◆ INSTRUCTIONS FOR THE TASK ◆
Check every line below for the word "given" and show those that hold it.

○ ○ ○ ○

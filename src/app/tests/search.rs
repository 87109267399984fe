//! Submit guard and state-machine transition tests.

use ratatui::crossterm::event::KeyCode;

use super::helpers::*;
use crate::app::state::AppEvent;
use crate::app::{AppMode, RecipeViewState};
use crate::llm::test_fixtures::sample_recipe;

#[tokio::test]
async fn submit_enters_loading_and_clears_previous_result() {
    let mut app = test_app();
    // Leftovers from an earlier search
    app.error = Some("stale failure".to_string());
    let recipe = sample_recipe();
    app.view = Some(RecipeViewState::new(&recipe));
    app.recipe = Some(recipe);

    app.search.set_value("Chole Bhature");
    app.submit_search();

    assert_eq!(app.mode(), AppMode::Loading);
    assert!(app.recipe().is_none(), "previous recipe is cleared");
    assert!(app.error().is_none(), "previous error is cleared");
    assert!(app.view.is_none());
}

#[tokio::test]
async fn empty_submit_is_a_noop() {
    let mut app = test_app();

    app.submit_search();
    assert_eq!(app.mode(), AppMode::Hero);

    app.search.set_value("   \t  ");
    app.submit_search();
    assert_eq!(app.mode(), AppMode::Hero, "whitespace-only input is a no-op");
    assert_eq!(app.generation, 0, "no request was accepted");
}

#[tokio::test]
async fn submit_while_loading_is_a_noop() {
    let mut app = test_app();
    app.search.set_value("Dal Makhani");
    app.submit_search();
    assert_eq!(app.mode(), AppMode::Loading);
    let accepted = app.generation;

    app.search.set_value("Something Else");
    app.submit_search();

    assert_eq!(app.mode(), AppMode::Loading);
    assert_eq!(
        app.generation, accepted,
        "the in-flight slot rejects a second request"
    );
}

#[tokio::test]
async fn suggestion_shortcut_sets_term_and_submits() {
    let mut app = test_app();

    app.search_for("Masala Dosa");

    assert_eq!(app.search.value(), "Masala Dosa");
    assert_eq!(app.mode(), AppMode::Loading);
}

#[tokio::test]
async fn success_event_stores_recipe_and_builds_view() {
    let mut app = test_app();
    app.search.set_value("Palak Paneer");
    app.submit_search();

    settle(&mut app).await;

    assert_eq!(app.mode(), AppMode::Recipe);
    let recipe = app.recipe().unwrap();
    assert_eq!(recipe.dish_name, "Palak Paneer");
    let view = app.view.as_ref().unwrap();
    assert_eq!(view.checked.len(), recipe.ingredients.len());
    assert!(!view.cooking);
}

#[tokio::test]
async fn failure_event_stores_message() {
    let mut app = test_app_with_sources(vec![Box::new(crate::llm::FakeSource::failing(
        "primary exploded",
    ))]);
    app.search.set_value("Palak Paneer");
    app.submit_search();

    settle(&mut app).await;

    assert_eq!(app.mode(), AppMode::Error);
    assert!(app.error().unwrap().contains("primary exploded"));
    assert!(app.recipe().is_none(), "no recipe is kept on failure");
}

#[tokio::test]
async fn stale_completion_events_are_discarded() {
    let mut app = test_app();
    app.search.set_value("Palak Paneer");
    app.submit_search();
    let tx = app.event_sender();

    // A completion from a superseded request generation
    tx.send(AppEvent::RecipeFailed {
        generation: app.generation - 1,
        message: "ghost of an old request".to_string(),
    })
    .await
    .unwrap();
    app.process_events();

    assert_eq!(
        app.mode(),
        AppMode::Loading,
        "stale events must not change state"
    );
    assert!(app.error().is_none());
}

#[tokio::test]
async fn enter_submits_from_the_hero_screen() {
    let mut app = test_app();
    type_text(&mut app, "Aloo Gobi");
    assert_eq!(app.search.value(), "Aloo Gobi");

    app.handle_key(key(KeyCode::Enter));
    assert_eq!(app.mode(), AppMode::Loading);
}

#[tokio::test]
async fn enter_on_a_highlighted_chip_searches_it() {
    let mut app = test_app();
    app.handle_key(key(KeyCode::Down));
    app.handle_key(key(KeyCode::Enter));

    assert_eq!(app.mode(), AppMode::Loading);
    assert_eq!(
        app.search.value(),
        crate::suggestions::SUGGESTIONS[0],
        "the chip's dish name lands in the search input"
    );
}

#[tokio::test]
async fn typing_clears_the_pick_highlight() {
    let mut app = test_app();
    app.handle_key(key(KeyCode::Down));
    assert!(app.hero.highlighted.is_some());

    app.handle_key(char_key('d'));
    assert_eq!(app.hero.highlighted, None);
    assert_eq!(app.search.value(), "d");
}

#[tokio::test]
async fn keys_are_ignored_while_loading() {
    let mut app = test_app();
    app.search.set_value("Dal Makhani");
    app.submit_search();

    app.handle_key(char_key('x'));
    app.handle_key(key(KeyCode::Enter));
    app.handle_key(key(KeyCode::Esc));

    assert_eq!(app.mode(), AppMode::Loading);
    assert_eq!(app.search.value(), "Dal Makhani");
}

#[tokio::test]
async fn ctrl_c_quits_from_any_mode() {
    let mut app = test_app();
    assert!(!app.should_quit());

    app.handle_key(ctrl_key('c'));
    assert!(app.should_quit());
}
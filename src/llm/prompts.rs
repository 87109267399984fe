//! Fixed prompt material for recipe generation.
//!
//! The system instruction and the response schema are constants of the
//! product, not configuration: every request sends the same persona and the
//! same structural contract, and only the dish name varies.

use serde_json::{Value, json};

/// Model identifier sent to the API.
pub const MODEL_ID: &str = "gemini-2.5-flash";

/// Sampling temperature for every request.
pub const TEMPERATURE: f32 = 0.7;

/// System instruction establishing the home-cook persona and format rules.
pub const SYSTEM_INSTRUCTION: &str = r"You are a passionate and knowledgeable Indian home cook, guiding a beginner in their kitchen. Your tone should be warm, encouraging, and detailed, like sharing a secret family recipe.

Your most important job is to make the recipe extremely simple and easy to follow. Do not overcomplicate it. Write for someone who has never cooked before. Break down each step into a single, small, manageable action. For example, instead of 'saute onions until translucent, then add ginger-garlic paste and spices', break it into separate steps: '1. Add the chopped onions to the hot oil.', '2. Cook them, stirring often, until they look soft and see-through.', '3. Now, stir in the ginger-garlic paste.', '4. Add all the spice powders and stir for one minute.' Avoid technical culinary terms. The goal is clarity and simplicity above all else.

Where relevant, provide a short, useful 'tip' for a specific step. This should be a small piece of advice that enhances the result, like how to test oil temperature or why a certain ingredient is added at a specific time. Give it a catchy title. Do not add tips to every step, only where they add real value.

Your primary focus is on authentic Indian recipes and cooking styles.
Assume the user has a standard Indian kitchen: a gas stove, pressure cooker, kadai (wok), tawa (griddle), belan (rolling pin), and basic utensils. They likely do not have an oven, stand mixer, or food processor.
When a recipe traditionally needs special equipment (like an oven for naan or a tandoor), you MUST state this clearly upfront in the equipment section. Then, you MUST provide a practical, home-friendly alternative using common equipment (e.g., 'cook the naan on a tawa').
Use ingredient names commonly understood in Indian kitchens (e.g., 'atta', 'jeera', 'haldi'). For clarity, ALWAYS provide the English equivalent in the 'englishName' field.
Use measurements common in Indian cooking like cups, teaspoons, tablespoons, katori, or grams.
Provide practical, India-specific cooking tips, but explain them simply. For example, when talking about tadka, say 'Heat the oil and add the mustard seeds. Wait for them to pop and crackle before moving on.'
If a dish has significant regional variations (e.g., Sambar), mention them in the notes.
You must provide an estimated total preparation and cooking time.
You must return the recipe in the requested JSON format.";

/// Builds the user-turn prompt for a dish.
#[must_use]
pub fn build_user_prompt(dish_name: &str) -> String {
    format!("Generate a step-by-step recipe for {dish_name}.")
}

/// The structured-output schema the model is constrained to satisfy.
///
/// Mirrors the shape of [`crate::recipe::Recipe`]; the field descriptions
/// are part of the prompt surface and steer the model's content.
#[must_use]
pub fn response_schema() -> Value {
    json!({
        "type": "OBJECT",
        "properties": {
            "dishName": {
                "type": "STRING",
                "description": "The name of the dish."
            },
            "description": {
                "type": "STRING",
                "description": "A short, incredibly tempting one-liner (max 15 words) that makes the user immediately hungry. Use evocative, sensory words focusing on texture, aroma, and rich flavors (e.g., 'velvety,' 'fragrant,' 'zesty,' 'smoky'). This is the hook that sells the recipe."
            },
            "prepTime": {
                "type": "STRING",
                "description": "Estimated total preparation and cooking time, e.g., 'Approx. 45 minutes'."
            },
            "equipment": {
                "type": "ARRAY",
                "description": "List of kitchen equipment needed. Assume a standard Indian kitchen. Identify specialized tools and provide alternatives.",
                "items": {
                    "type": "OBJECT",
                    "properties": {
                        "item": {
                            "type": "STRING",
                            "description": "Name of the equipment."
                        },
                        "isSpecialized": {
                            "type": "BOOLEAN",
                            "description": "True if this is a specialized tool not found in a typical Indian kitchen (e.g., oven, stand mixer)."
                        },
                        "alternative": {
                            "type": "STRING",
                            "description": "A simple, common alternative if the equipment is specialized (e.g., 'use a tawa instead of an oven'). Null if not specialized.",
                            "nullable": true
                        }
                    },
                    "required": ["item", "isSpecialized", "alternative"]
                }
            },
            "ingredients": {
                "type": "ARRAY",
                "description": "List of ingredients with exact amounts. Use common Indian names and provide English equivalents.",
                "items": {
                    "type": "OBJECT",
                    "properties": {
                        "amount": {
                            "type": "STRING",
                            "description": "The quantity, e.g., '1 cup', '2 tsp', '1 katori'."
                        },
                        "commonName": {
                            "type": "STRING",
                            "description": "The common Indian name for the ingredient, e.g., 'atta', 'jeera'."
                        },
                        "englishName": {
                            "type": "STRING",
                            "description": "The English name for the ingredient, e.g., 'whole wheat flour', 'cumin seeds'."
                        }
                    },
                    "required": ["amount", "commonName", "englishName"]
                }
            },
            "method": {
                "type": "ARRAY",
                "description": "The step-by-step instructions for preparing the dish, including India-specific tips.",
                "items": {
                    "type": "OBJECT",
                    "properties": {
                        "step": {
                            "type": "INTEGER",
                            "description": "The step number."
                        },
                        "instruction": {
                            "type": "STRING",
                            "description": "Detailed instruction for this step, with tips like checking tadka or dough consistency."
                        },
                        "tip": {
                            "type": "OBJECT",
                            "description": "An optional, short, practical cooking tip directly related to this specific step. Only include if a truly useful, non-obvious tip applies.",
                            "properties": {
                                "title": {
                                    "type": "STRING",
                                    "description": "A short, catchy title for the tip, e.g., 'Pro Tip' or 'Secret to Fluffiness'."
                                },
                                "content": {
                                    "type": "STRING",
                                    "description": "The content of the tip, e.g., 'Crushing kasuri methi in your palm before adding releases its aroma and flavor.'"
                                }
                            }
                        }
                    },
                    "required": ["step", "instruction"]
                }
            },
            "notes": {
                "type": "ARRAY",
                "description": "Additional notes, tips, regional variations, or substitution suggestions.",
                "items": { "type": "STRING" }
            }
        },
        "required": [
            "dishName",
            "description",
            "prepTime",
            "equipment",
            "ingredients",
            "method",
            "notes"
        ]
    })
}
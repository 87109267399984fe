//! Gemini API recipe source.

use async_trait::async_trait;
use serde::{Deserialize, Serialize};
use serde_json::Value;

use super::{RecipeError, RecipeSource, parse_recipe_json, prompts};
use crate::recipe::Recipe;

/// Base endpoint for the `generateContent` API.
const API_BASE: &str = "https://generativelanguage.googleapis.com/v1beta/models";

/// A recipe source backed by the Gemini API and a single API key.
pub struct GeminiClient {
    api_key: String,
    model: String,
    client: reqwest::Client,
}

impl std::fmt::Debug for GeminiClient {
    // The API key never appears in debug output.
    fn fmt(&self, f: &mut std::fmt::Formatter<'_>) -> std::fmt::Result {
        f.debug_struct("GeminiClient")
            .field("model", &self.model)
            .finish_non_exhaustive()
    }
}

impl GeminiClient {
    /// Creates a client for the given API key using the default model.
    #[must_use]
    pub fn new(api_key: String) -> Self {
        Self::with_model(api_key, prompts::MODEL_ID.to_string())
    }

    /// Creates a client for the given API key and model identifier.
    #[must_use]
    pub fn with_model(api_key: String, model: String) -> Self {
        Self {
            api_key,
            model,
            client: reqwest::Client::new(),
        }
    }

    fn endpoint(&self) -> String {
        format!("{API_BASE}/{}:generateContent", self.model)
    }
}

/// Request body for `generateContent`.
#[derive(Debug, Serialize)]
#[serde(rename_all = "camelCase")]
struct GenerateRequest {
    system_instruction: Content,
    contents: Vec<Content>,
    generation_config: GenerationConfig,
}

#[derive(Debug, Serialize, Deserialize)]
struct Content {
    #[serde(skip_serializing_if = "Option::is_none")]
    role: Option<String>,
    #[serde(default)]
    parts: Vec<Part>,
}

#[derive(Debug, Serialize, Deserialize)]
struct Part {
    text: Option<String>,
}

#[derive(Debug, Serialize)]
#[serde(rename_all = "camelCase")]
struct GenerationConfig {
    temperature: f32,
    response_mime_type: &'static str,
    response_schema: Value,
}

/// Response body for `generateContent` (only the fields we read).
#[derive(Debug, Deserialize)]
struct GenerateResponse {
    #[serde(default)]
    candidates: Vec<Candidate>,
}

#[derive(Debug, Deserialize)]
struct Candidate {
    content: Option<Content>,
}

/// Error envelope returned on non-2xx responses.
#[derive(Debug, Deserialize)]
struct ApiErrorResponse {
    error: ApiErrorBody,
}

#[derive(Debug, Deserialize)]
struct ApiErrorBody {
    message: String,
}

/// Builds the request body for a dish.
///
/// Separated from the transport so tests can assert the exact contract
/// without a network.
fn build_request(dish_name: &str) -> GenerateRequest {
    GenerateRequest {
        system_instruction: Content {
            role: None,
            parts: vec![Part {
                text: Some(prompts::SYSTEM_INSTRUCTION.to_string()),
            }],
        },
        contents: vec![Content {
            role: Some("user".to_string()),
            parts: vec![Part {
                text: Some(prompts::build_user_prompt(dish_name)),
            }],
        }],
        generation_config: GenerationConfig {
            temperature: prompts::TEMPERATURE,
            response_mime_type: "application/json",
            response_schema: prompts::response_schema(),
        },
    }
}

/// Concatenates the text parts of the first candidate.
fn extract_text(response: GenerateResponse) -> String {
    response
        .candidates
        .into_iter()
        .next()
        .and_then(|c| c.content)
        .map(|content| {
            content
                .parts
                .into_iter()
                .filter_map(|p| p.text)
                .collect::<Vec<_>>()
                .join("")
        })
        .unwrap_or_default()
}

#[async_trait]
impl RecipeSource for GeminiClient {
    async fn generate(&self, dish_name: &str) -> Result<Recipe, RecipeError> {
        let request = build_request(dish_name);

        let response = self
            .client
            .post(self.endpoint())
            .header("x-goog-api-key", &self.api_key)
            .json(&request)
            .send()
            .await
            .map_err(|e| RecipeError::RequestFailed(e.to_string()))?;

        let status = response.status().as_u16();
        let body = response
            .text()
            .await
            .map_err(|e| RecipeError::RequestFailed(e.to_string()))?;

        if !(200..300).contains(&status) {
            // Prefer the API's own message when the error body is parsable.
            let message = serde_json::from_str::<ApiErrorResponse>(&body)
                .map_or(body, |e| e.error.message);
            return Err(RecipeError::Api { status, message });
        }

        let parsed: GenerateResponse =
            serde_json::from_str(&body).map_err(|e| RecipeError::Parse(e.to_string()))?;

        let text = extract_text(parsed);
        parse_recipe_json(&text)
    }

    fn source_name(&self) -> &'static str {
        "gemini"
    }
}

○ ○ ○ ○

◆ SOLUTION BELOW ◆
    /// Creates a client for the given API key using the default model.
    /// Creates a client for the given API key and model identifier.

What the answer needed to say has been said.